Problem details -
Set each entry down exactly as written.

====== Records provided ======

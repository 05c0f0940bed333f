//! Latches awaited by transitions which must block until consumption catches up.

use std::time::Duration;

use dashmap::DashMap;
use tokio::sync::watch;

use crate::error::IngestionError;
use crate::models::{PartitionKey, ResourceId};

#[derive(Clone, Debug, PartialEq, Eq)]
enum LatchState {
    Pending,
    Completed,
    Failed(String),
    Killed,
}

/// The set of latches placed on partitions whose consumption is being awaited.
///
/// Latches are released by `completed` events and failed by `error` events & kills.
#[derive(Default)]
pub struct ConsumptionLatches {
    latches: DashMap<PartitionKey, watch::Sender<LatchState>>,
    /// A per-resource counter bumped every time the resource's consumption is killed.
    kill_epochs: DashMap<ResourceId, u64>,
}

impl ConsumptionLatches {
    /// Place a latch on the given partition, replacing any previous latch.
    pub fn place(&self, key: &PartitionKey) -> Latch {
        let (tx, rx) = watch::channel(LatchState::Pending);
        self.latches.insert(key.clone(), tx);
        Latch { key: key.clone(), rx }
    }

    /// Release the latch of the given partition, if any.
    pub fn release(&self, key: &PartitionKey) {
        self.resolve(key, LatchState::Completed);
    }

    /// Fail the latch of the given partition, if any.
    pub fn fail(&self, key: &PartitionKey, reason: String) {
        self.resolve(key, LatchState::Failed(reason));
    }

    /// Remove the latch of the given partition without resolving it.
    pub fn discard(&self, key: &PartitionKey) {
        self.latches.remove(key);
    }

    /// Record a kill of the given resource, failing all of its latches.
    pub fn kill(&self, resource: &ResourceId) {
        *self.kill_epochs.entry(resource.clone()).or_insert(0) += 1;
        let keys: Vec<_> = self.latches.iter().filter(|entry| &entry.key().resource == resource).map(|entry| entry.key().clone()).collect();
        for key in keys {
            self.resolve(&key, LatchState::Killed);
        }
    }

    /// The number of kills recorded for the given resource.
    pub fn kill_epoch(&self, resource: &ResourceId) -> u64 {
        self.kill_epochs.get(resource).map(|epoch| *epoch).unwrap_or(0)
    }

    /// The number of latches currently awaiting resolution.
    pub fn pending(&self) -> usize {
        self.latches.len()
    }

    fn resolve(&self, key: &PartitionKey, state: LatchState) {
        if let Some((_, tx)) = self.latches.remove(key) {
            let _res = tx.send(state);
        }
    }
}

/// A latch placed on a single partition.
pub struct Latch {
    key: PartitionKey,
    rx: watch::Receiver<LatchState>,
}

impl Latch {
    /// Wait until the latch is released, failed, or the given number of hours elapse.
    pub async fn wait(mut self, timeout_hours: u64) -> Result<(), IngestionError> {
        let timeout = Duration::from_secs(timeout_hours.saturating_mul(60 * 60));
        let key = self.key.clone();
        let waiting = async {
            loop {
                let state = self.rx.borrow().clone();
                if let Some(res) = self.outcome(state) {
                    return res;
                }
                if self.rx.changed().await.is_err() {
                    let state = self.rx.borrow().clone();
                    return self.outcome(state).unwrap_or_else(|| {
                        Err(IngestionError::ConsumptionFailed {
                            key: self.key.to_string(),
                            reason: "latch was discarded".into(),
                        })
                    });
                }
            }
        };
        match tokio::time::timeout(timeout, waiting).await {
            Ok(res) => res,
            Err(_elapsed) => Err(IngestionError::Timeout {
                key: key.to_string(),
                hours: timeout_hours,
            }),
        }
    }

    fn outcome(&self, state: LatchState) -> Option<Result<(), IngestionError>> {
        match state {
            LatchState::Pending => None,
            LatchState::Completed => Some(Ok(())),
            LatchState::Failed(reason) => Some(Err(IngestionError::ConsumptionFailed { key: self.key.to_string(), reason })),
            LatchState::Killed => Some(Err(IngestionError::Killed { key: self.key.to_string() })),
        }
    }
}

======

Task output -
repository 05c0f0940bed333f
//! Latches awaited by transitions which must block until consumption catches up.

use std::time::Duration;

use dashmap::DashMap;
use tokio::sync::watch;

use crate::error::IngestionError;
use crate::models::{PartitionKey, ResourceId};

#[derive(Clone, Debug, PartialEq, Eq)]
enum LatchState {
    Pending,
    Completed,
    Failed(String),
    Killed,
}

/// The set of latches placed on partitions whose consumption is being awaited.
///
/// Latches are released by `completed` events and failed by `error` events & kills.
#[derive(Default)]
pub struct ConsumptionLatches {
    latches: DashMap<PartitionKey, watch::Sender<LatchState>>,
    /// A per-resource counter bumped every time the resource's consumption is killed.
    kill_epochs: DashMap<ResourceId, u64>,
}

impl ConsumptionLatches {
    /// Place a latch on the given partition, replacing any previous latch.
    pub fn place(&self, key: &PartitionKey) -> Latch {
        let (tx, rx) = watch::channel(LatchState::Pending);
        self.latches.insert(key.clone(), tx);
        Latch { key: key.clone(), rx }
    }

    /// Release the latch of the given partition, if any.
    pub fn release(&self, key: &PartitionKey) {
        self.resolve(key, LatchState::Completed);
    }

    /// Fail the latch of the given partition, if any.
    pub fn fail(&self, key: &PartitionKey, reason: String) {
        self.resolve(key, LatchState::Failed(reason));
    }

    /// Remove the latch of the given partition without resolving it.
    pub fn discard(&self, key: &PartitionKey) {
        self.latches.remove(key);
    }

    /// Record a kill of the given resource, failing all of its latches.
    pub fn kill(&self, resource: &ResourceId) {
        *self.kill_epochs.entry(resource.clone()).or_insert(0) += 1;
        let keys: Vec<_> = self.latches.iter().filter(|entry| &entry.key().resource == resource).map(|entry| entry.key().clone()).collect();
        for key in keys {
            self.resolve(&key, LatchState::Killed);
        }
    }

    /// The number of kills recorded for the given resource.
    pub fn kill_epoch(&self, resource: &ResourceId) -> u64 {
        self.kill_epochs.get(resource).map(|epoch| *epoch).unwrap_or(0)
    }

    /// The number of latches currently awaiting resolution.
    pub fn pending(&self) -> usize {
        self.latches.len()
    }

    fn resolve(&self, key: &PartitionKey, state: LatchState) {
        if let Some((_, tx)) = self.latches.remove(key) {
            let _res = tx.send(state);
        }
    }
}

/// A latch placed on a single partition.
pub struct Latch {
    key: PartitionKey,
    rx: watch::Receiver<LatchState>,
}

impl Latch {
    /// Wait until the latch is released, failed, or the given number of hours elapse.
    pub async fn wait(mut self, timeout_hours: u64) -> Result<(), IngestionError> {
        let timeout = Duration::from_secs(timeout_hours.saturating_mul(60 * 60));
        let key = self.key.clone();
        let waiting = async {
            loop {
                let state = self.rx.borrow().clone();
                if let Some(res) = self.outcome(state) {
                    return res;
                }
                if self.rx.changed().await.is_err() {
                    let state = self.rx.borrow().clone();
                    return self.outcome(state).unwrap_or_else(|| {
                        Err(IngestionError::ConsumptionFailed {
                            key: self.key.to_string(),
                            reason: "latch was discarded".into(),
                        })
                    });
                }
            }
        };
        match tokio::time::timeout(timeout, waiting).await {
            Ok(res) => res,
            Err(_elapsed) => Err(IngestionError::Timeout {
                key: key.to_string(),
                hours: timeout_hours,
            }),
        }
    }

    fn outcome(&self, state: LatchState) -> Option<Result<(), IngestionError>> {
        match state {
            LatchState::Pending => None,
            LatchState::Completed => Some(Ok(())),
            LatchState::Failed(reason) => Some(Err(IngestionError::ConsumptionFailed { key: self.key.to_string(), reason })),
            LatchState::Killed => Some(Err(IngestionError::Killed { key: self.key.to_string() })),
        }
    }
}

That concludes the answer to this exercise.